Ailes spun around and headed off toward his table. “You don’t think if I wanted to I couldn’t get back into politics?” he said, looking back. He stopped in the middle of the room, where I caught up with him. “And what’s it with you going to Warren? I left there in 1958. Anything that anyone says there about me is wrong. They don’t know me.”

“I went to Warren because I wanted to figure out where you came from. You talk a lot about how you program Fox for all the small towns that have been left behind by the media.”

“That’s right. Well, you can write whatever you want. It’s because of people like me that you have the freedom to do what you do. You have freedom of the press because I defend it every day.”

He took a few more steps. “Okay, kid, that’s all I got. You’re a good reporter, but you’re wrong. You don’t get me.”

I decided to leave. Bill O’Reilly was standing alone near the way out. I walked up to him. His air was as frosty as his boss’s. “I know who you are. I have nothing to say to you,” he said.

At the coat check, I bumped into Roger and Beth. “Mr. Ailes, thank you for speaking with me. I’ll see you down in North Carolina.” As it happened, I was flying there the next morning to see Ailes give a speech at the University of North Carolina. “Yeah, I know,” he said. “I’ve been trying to figure out a way to have you barred. But it’s a public event.”

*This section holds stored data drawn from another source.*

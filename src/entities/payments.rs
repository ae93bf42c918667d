use crate::entities::enums::PaymentStatus;
use chrono::{DateTime, Utc};
use sea_orm::entity::prelude::*;

#[derive(Clone, Debug, PartialEq, DeriveEntityModel, Eq)]
#[sea_orm(table_name = "payments")]
pub struct Model {
    #[sea_orm(primary_key)]
    pub id: i64,
    pub member_id: i64,
    pub period: String,
    pub status: PaymentStatus,
    pub original_price: i64,
    /// Always `max(0, original_price - sum of attached coupon discounts)`.
    pub final_price: i64,
    pub created_at: Option<DateTime<Utc>>,
    pub completed_at: Option<DateTime<Utc>>,
}

#[derive(Copy, Clone, Debug, EnumIter, DeriveRelation)]
pub enum Relation {}

impl ActiveModelBehavior for ActiveModel {}
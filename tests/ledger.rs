mod common;

use clubhouse_backend::entities::{PointTransactionKind, point_transaction_entity as txs};
use clubhouse_backend::error::AppError;
use clubhouse_backend::models::PaginationParams;
use common::{TEST_PERIOD, test_app};
use sea_orm::{EntityTrait, PaginatorTrait};

#[tokio::test]
async fn debit_then_credit_restores_balance() {
    let app = test_app().await;

    app.ledger.credit(1, 500, "seed", TEST_PERIOD).await.unwrap();
    assert_eq!(app.ledger.balance(1).await.unwrap(), 500);

    app.ledger.debit(1, 200, "spend", TEST_PERIOD).await.unwrap();
    app.ledger.credit(1, 200, "refund", TEST_PERIOD).await.unwrap();

    let account = app.ledger.account(1).await.unwrap().unwrap();
    assert_eq!(account.balance, 500);
    // total_earned only ever grows: seed + refund
    assert_eq!(account.total_earned, 700);

    // seed + exactly two entries for the round trip
    let entries = txs::Entity::find().count(&app.db).await.unwrap();
    assert_eq!(entries, 3);
}

#[tokio::test]
async fn ledger_entries_reconcile_to_balance() {
    let app = test_app().await;

    app.ledger.credit(1, 120, "a", TEST_PERIOD).await.unwrap();
    app.ledger.credit(1, 30, "b", TEST_PERIOD).await.unwrap();
    app.ledger.debit(1, 50, "c", TEST_PERIOD).await.unwrap();

    let entries = txs::Entity::find().all(&app.db).await.unwrap();
    let derived: i64 = entries
        .iter()
        .map(|e| match e.kind {
            PointTransactionKind::Earn => e.amount,
            PointTransactionKind::Spend => -e.amount,
        })
        .sum();

    assert_eq!(derived, app.ledger.balance(1).await.unwrap());
}

#[tokio::test]
async fn non_positive_amounts_are_rejected() {
    let app = test_app().await;
    app.ledger.credit(1, 100, "seed", TEST_PERIOD).await.unwrap();

    assert!(matches!(
        app.ledger.credit(1, 0, "zero", TEST_PERIOD).await,
        Err(AppError::InvalidAmount(_))
    ));
    assert!(matches!(
        app.ledger.credit(1, -10, "negative", TEST_PERIOD).await,
        Err(AppError::InvalidAmount(_))
    ));
    assert!(matches!(
        app.ledger.debit(1, 0, "zero", TEST_PERIOD).await,
        Err(AppError::InvalidAmount(_))
    ));
    assert!(matches!(
        app.ledger.debit(1, -10, "negative", TEST_PERIOD).await,
        Err(AppError::InvalidAmount(_))
    ));

    // nothing was mutated
    let account = app.ledger.account(1).await.unwrap().unwrap();
    assert_eq!(account.balance, 100);
    assert_eq!(account.total_earned, 100);
    assert_eq!(txs::Entity::find().count(&app.db).await.unwrap(), 1);
}

#[tokio::test]
async fn debit_never_overdraws() {
    let app = test_app().await;
    app.ledger.credit(1, 40, "seed", TEST_PERIOD).await.unwrap();

    assert!(matches!(
        app.ledger.debit(1, 41, "too much", TEST_PERIOD).await,
        Err(AppError::InsufficientBalance(_))
    ));

    assert_eq!(app.ledger.balance(1).await.unwrap(), 40);
    assert_eq!(txs::Entity::find().count(&app.db).await.unwrap(), 1);
}

#[tokio::test]
async fn concurrent_credits_do_not_lose_updates() {
    let app = test_app().await;

    let mut handles = Vec::new();
    for i in 0..10 {
        let ledger = app.ledger.clone();
        handles.push(tokio::spawn(async move {
            ledger
                .credit(1, 10, &format!("grant {i}"), TEST_PERIOD)
                .await
                .unwrap();
        }));
    }
    for handle in handles {
        handle.await.unwrap();
    }

    let account = app.ledger.account(1).await.unwrap().unwrap();
    assert_eq!(account.balance, 100);
    assert_eq!(account.total_earned, 100);
    assert_eq!(txs::Entity::find().count(&app.db).await.unwrap(), 10);
}

#[tokio::test]
async fn history_lists_newest_first() {
    let app = test_app().await;
    app.ledger.credit(1, 10, "first", TEST_PERIOD).await.unwrap();
    app.ledger.credit(1, 20, "second", TEST_PERIOD).await.unwrap();
    app.ledger.debit(1, 5, "third", TEST_PERIOD).await.unwrap();

    let page = app
        .ledger
        .history(1, &PaginationParams::new(None, None))
        .await
        .unwrap();

    assert_eq!(page.pagination.total, 3);
    let reasons: Vec<&str> = page.items.iter().map(|t| t.reason.as_str()).collect();
    assert_eq!(reasons, vec!["third", "second", "first"]);
}

#[tokio::test]
async fn history_for_unknown_member_is_empty() {
    let app = test_app().await;
    let page = app
        .ledger
        .history(999, &PaginationParams::new(None, None))
        .await
        .unwrap();
    assert!(page.items.is_empty());
    assert_eq!(page.pagination.total, 0);
}
use chrono::{DateTime, Utc};
use sea_orm::entity::prelude::*;

/// The payment-owned set of tentatively attached coupons, replaced wholesale
/// by `apply_coupons`. Unique on `issued_coupon_id`: a coupon is attached to
/// at most one payment at a time.
#[derive(Clone, Debug, PartialEq, DeriveEntityModel, Eq)]
#[sea_orm(table_name = "payment_coupons")]
pub struct Model {
    #[sea_orm(primary_key)]
    pub id: i64,
    pub payment_id: i64,
    pub issued_coupon_id: i64,
    pub created_at: Option<DateTime<Utc>>,
}

#[derive(Copy, Clone, Debug, EnumIter, DeriveRelation)]
pub enum Relation {}

impl ActiveModelBehavior for ActiveModel {}
use actix_web::{HttpResponse, ResponseError};
use serde_json::json;
use thiserror::Error;

pub type AppResult<T> = Result<T, AppError>;

#[derive(Error, Debug)]
pub enum AppError {
    #[error("Malformed input: {0}")]
    MalformedInput(String),

    #[error("Invalid amount: {0}")]
    InvalidAmount(String),

    #[error("Insufficient balance: {0}")]
    InsufficientBalance(String),

    #[error("Coupon already used: {0}")]
    CouponAlreadyUsed(String),

    #[error("Invalid argument: {0}")]
    InvalidArgument(String),

    #[error("Lock timeout: {0}")]
    LockTimeout(String),

    #[error("Validation error: {0}")]
    ValidationError(String),

    #[error("Not found: {0}")]
    NotFound(String),

    #[error("Config error: {0}")]
    ConfigError(String),

    #[error("External API error: {0}")]
    ExternalApiError(String),

    #[error("Internal server error: {0}")]
    InternalError(String),

    #[error("Database error: {0}")]
    DatabaseError(#[from] sea_orm::DbErr),

    #[error("JSON serialization/deserialization error: {0}")]
    SerdeJsonError(#[from] serde_json::Error),

    #[error("HTTP request error: {0}")]
    ReqwestError(#[from] reqwest::Error),
}

impl ResponseError for AppError {
    fn error_response(&self) -> HttpResponse {
        use actix_web::http::StatusCode;

        let (status_code, error_code, message) = match self {
            AppError::MalformedInput(msg) => {
                log::warn!("Malformed input: {msg}");
                (StatusCode::BAD_REQUEST, "MALFORMED_INPUT", msg.clone())
            }
            AppError::InvalidAmount(msg) => {
                (StatusCode::BAD_REQUEST, "INVALID_AMOUNT", msg.clone())
            }
            AppError::InvalidArgument(msg) => {
                (StatusCode::BAD_REQUEST, "INVALID_ARGUMENT", msg.clone())
            }
            AppError::InsufficientBalance(msg) => {
                (StatusCode::CONFLICT, "INSUFFICIENT_BALANCE", msg.clone())
            }
            AppError::CouponAlreadyUsed(msg) => {
                log::warn!("Coupon already used: {msg}");
                (StatusCode::CONFLICT, "COUPON_ALREADY_USED", msg.clone())
            }
            // transient; clients may retry
            AppError::LockTimeout(msg) => {
                log::warn!("Lock acquisition timed out: {msg}");
                (StatusCode::SERVICE_UNAVAILABLE, "LOCK_TIMEOUT", msg.clone())
            }
            AppError::ValidationError(msg) => {
                log::warn!("Validation error: {msg}");
                (StatusCode::BAD_REQUEST, "VALIDATION_ERROR", msg.clone())
            }
            AppError::NotFound(msg) => (StatusCode::NOT_FOUND, "NOT_FOUND", msg.clone()),
            AppError::ExternalApiError(msg) => {
                log::error!("External API error: {msg}");
                (StatusCode::BAD_GATEWAY, "EXTERNAL_API_ERROR", msg.clone())
            }
            AppError::DatabaseError(err) => {
                log::error!("Database error: {err}");
                (
                    StatusCode::INTERNAL_SERVER_ERROR,
                    "DATABASE_ERROR",
                    "Database error".to_string(),
                )
            }
            _ => {
                log::error!("Internal error: {self}");
                (
                    StatusCode::INTERNAL_SERVER_ERROR,
                    "INTERNAL_ERROR",
                    "Internal server error".to_string(),
                )
            }
        };

        HttpResponse::build(status_code).json(json!({
            "success": false,
            "error": {
                "code": error_code,
                "message": message
            }
        }))
    }
}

Ailes did not speak to me in North Carolina, but I encountered him briefly fourteen months later, on the evening of June 12, 2013, in Washington, D.C. I was invited as a member of the press to attend a ceremony at the Kennedy Center, where Ailes was being celebrated by the conservative Bradley Foundation. When I arrived, a young man wearing a blue blazer and a bow tie offered to show me into the reception. He asked me my name as we walked down a long corridor. When I answered, his demeanor changed. “I know who you are,” he said. I asked him his, but he did not respond. Instead, he quickened his pace.

In the reception hall, I saw the young man slalom through the crowd to the far side of the room. He approached Ailes, who was standing with his bodyguard. Ailes’s face tightened. His head turned left and right as he scanned his surroundings.

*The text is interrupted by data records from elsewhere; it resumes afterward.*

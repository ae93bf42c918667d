use crate::entities::ShopPrize;
use serde::{Deserialize, Serialize};

#[derive(Debug, Clone, Serialize, Deserialize)]
pub struct DrawResponse {
    pub prize: ShopPrize,
    pub remaining_balance: i64,
    pub transaction_id: i64,
    pub draw_id: i64,
}
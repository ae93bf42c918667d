use crate::entities::{DepositKind, deposit_entity as deposits};
use chrono::NaiveDateTime;
use serde::{Deserialize, Serialize};

/// Structured form of one bank notification. Immutable once parsed.
#[derive(Debug, Clone, PartialEq, Eq)]
pub struct ParsedDeposit {
    pub kind: DepositKind,
    pub amount: i64,
    pub depositor_name: String,
    pub balance_after: i64,
    /// Wall-clock year is assumed; the source format carries none.
    pub deposited_at: NaiveDateTime,
}

#[derive(Debug, Clone, Serialize, Deserialize)]
pub struct DepositSnapshot {
    pub id: i64,
    pub kind: DepositKind,
    pub amount: i64,
    pub depositor_name: String,
    pub balance_after: i64,
    pub deposited_at: chrono::DateTime<chrono::Utc>,
}

impl From<&deposits::Model> for DepositSnapshot {
    fn from(m: &deposits::Model) -> Self {
        Self {
            id: m.id,
            kind: m.kind,
            amount: m.amount,
            depositor_name: m.depositor_name.clone(),
            balance_after: m.balance_after,
            deposited_at: m.deposited_at,
        }
    }
}
pub mod coupon_service;
pub mod member_service;
pub mod outbox_service;
pub mod point_ledger_service;
pub mod point_shop_service;
pub mod reconciliation_service;
pub mod reward_service;
pub mod study_service;
pub mod transaction_parser;

pub use coupon_service::*;
pub use member_service::*;
pub use outbox_service::*;
pub use point_ledger_service::*;
pub use point_shop_service::*;
pub use reconciliation_service::*;
pub use reward_service::*;
pub use study_service::*;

After a few moments, Ailes, the young man, and the bodyguard walked in my direction. I asked Ailes if he would have time to speak. His bodyguard pushed me aside. Ailes was several steps ahead of me when I regained my balance. He spun around and said, “I don’t mean to be rude, but this is a family night!” He turned to the young man in the bow tie. “Zachary, where’s your mother?”

Despite Ailes’s concerted efforts at obstruction, many of his closest colleagues, friends, family members, and business rivals did speak to me at length and offered candid accounts of their firsthand experiences with Ailes. A large number of these people spoke on the record. Many others, however, asked to speak with me on a not-for-attribution background basis. I granted sources anonymity in instances where they expressed credible fear for their professional livelihood. It was not an uncommon occurrence for me to hear things from sources like the following remark one prominent Fox personality made: “It would totally destroy my life if it gets out that I’m talking to you. If he even thought I knew you, he’d see it as a personal betrayal.” Other sources expressed concern that Ailes might be having me followed by private investigators and that my phone might be bugged and my computer hacked.

While Roger Ailes did not grant me a sit-down interview, I strove to reflect his point of view throughout this book. I relied on the thousands of quotes he has given to the press over the years on a wide array of subjects, from his childhood to his thoughts on religion, politics, and culture. Although he may not have intended it, Ailes’s confrontational response to the reporting of this book was as revealing as any comment he would have made in the course of an extended interview. It confirmed one of the defining aspects of his career: he had amassed power by harnessing television to control the images of politicians and media personalities. And so it made sense that he would seek the same degree of influence over the story he cared about most: his own.

NOTES

EPIGRAMS

    1. “An institution” Ralph Waldo Emerson in his essay “Self-Reliance.”

    2. “Television rarely, if ever” Roger Ailes, “Candidate + Money + Media = Votes” (transcript of speech), Town Hall of California, June 8, 1971, Nixon Presidential Library and Museum.

PROLOGUE: “THE MOST POWERFUL MAN IN THE WORLD”

    1. On the evening of December 7 A government official familiar with the guest list. See also http://www.whitehouse.gov/files/docs/Holidays-at-the-White-House-2011.pdf.

    2. When asked by Tom Junod, “Why Does Roger Ailes Hate America?,” Esquire, Feb. 2011.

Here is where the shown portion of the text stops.